Batcopter flying in bat swarm (half-speed) from Kenn Sebesta on Vimeo.
When DIY robotics and the single-minded persistence of scientists intersect, you get things like the Batcopter. This four-propellered hovering boxspring was designed by Boston University researchers to infiltrate flocks of millions of bats as they bob and weave, recording data about how they manage to avoid colliding while simultaneously (we are confident) scaring the bejeezus out of them. Built from chromed Home Depot towel racks, the first Batcopter was too heavy to fly correctly when the team got down to their research site in Texas, where millions of Brazilian free-tailed bats wing out each night. But the local ammunition and hardware stores were happy to help. The second Batcopter was rigged from carbon-fiber hunting arrows, packing foam, and twine, and the four props were surrounded with netting to keep the bats from getting sucked in. The real star of the flyer, the team says, was Open Pilot's CopterControl
, a self-stabilizing, easy-to-use control system for home-built unmanned aerial vehicles (UAV).

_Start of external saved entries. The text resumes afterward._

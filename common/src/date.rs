//! 発売日判定
//!
//! カタログの発売日文字列は2種類の粒度で届く:
//! - 日付あり: 「2026年04月30日」「2026年4月30日頃」
//! - 月まで: 「2026年05月」「2026年05月下旬」
//!
//! 月までの表記は日が不明なため月単位でのみ比較し、
//! 同じ月は「発売済み」と判定しない。

use crate::error::{Error, Result};
use chrono::{Datelike, NaiveDate};
use regex::Regex;

lazy_static::lazy_static! {
    // 先頭一致（後続の「頃」「下旬」などは無視）
    static ref FULL_DATE_RE: Regex = Regex::new(r"^([0-9]{4})年([0-9]{1,2})月([0-9]{1,2})日").unwrap();
    static ref MONTH_ONLY_RE: Regex = Regex::new(r"^([0-9]{4})年([0-9]{1,2})月").unwrap();
}

/// 解釈済みの発売日
#[derive(Debug, Clone, Copy, PartialEq, Eq)]
pub enum ReleaseDate {
    /// 日付まで判明
    Day(NaiveDate),
    /// 年月のみ判明
    Month { year: i32, month: u32 },
}

impl ReleaseDate {
    /// 発売日文字列を解釈する
    ///
    /// どちらの形式にも一致しない場合や、存在しない日付の場合は
    /// `Error::DateFormat` を返す。
    pub fn parse(raw: &str) -> Result<Self> {
        if let Some(caps) = FULL_DATE_RE.captures(raw) {
            let year = caps[1].parse::<i32>().map_err(|_| date_error(raw))?;
            let month = caps[2].parse::<u32>().map_err(|_| date_error(raw))?;
            let day = caps[3].parse::<u32>().map_err(|_| date_error(raw))?;
            let date = NaiveDate::from_ymd_opt(year, month, day).ok_or_else(|| date_error(raw))?;
            return Ok(ReleaseDate::Day(date));
        }

        if let Some(caps) = MONTH_ONLY_RE.captures(raw) {
            let year = caps[1].parse::<i32>().map_err(|_| date_error(raw))?;
            let month = caps[2].parse::<u32>().map_err(|_| date_error(raw))?;
            if !(1..=12).contains(&month) {
                return Err(date_error(raw));
            }
            return Ok(ReleaseDate::Month { year, month });
        }

        Err(date_error(raw))
    }

    /// 基準日より前に発売済みか
    ///
    /// 日付ありは基準日と厳密比較（同日は未発売扱い）、
    /// 月までの表記は `年*100+月` で比較する。
    pub fn is_before(&self, today: NaiveDate) -> bool {
        match *self {
            ReleaseDate::Day(date) => date < today,
            ReleaseDate::Month { year, month } => {
                let target = year * 100 + month as i32;
                let reference = today.year() * 100 + today.month() as i32;
                target < reference
            }
        }
    }
}

/// 発売日が基準日より前か判定
pub fn is_past(date_str: &str, today: NaiveDate) -> Result<bool> {
    Ok(ReleaseDate::parse(date_str)?.is_before(today))
}

fn date_error(raw: &str) -> Error {
    Error::DateFormat(raw.to_string())
}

The team got some good recordings from one airborne camera and three on the ground before the Batcopter's electronics started to burn out in the Texas heat. The craft took flight once more, to demonstrate its control mechanism for the camera, but took a fatal, spine-snapping dive when a piece of carbon fiber caught in a rotor. Now the group is off to analyze their data. "The hope," the team writes in a lavishly illustrated and delightfully thorough blog post
, "is to extract fundamental control laws of flying behavior in order to achieve better autonomous UAV flight." But the question on our minds as we watch this sucker whirr through clouds of bewildered bats is "When will they build another one? And how soon can we make one ourselves?"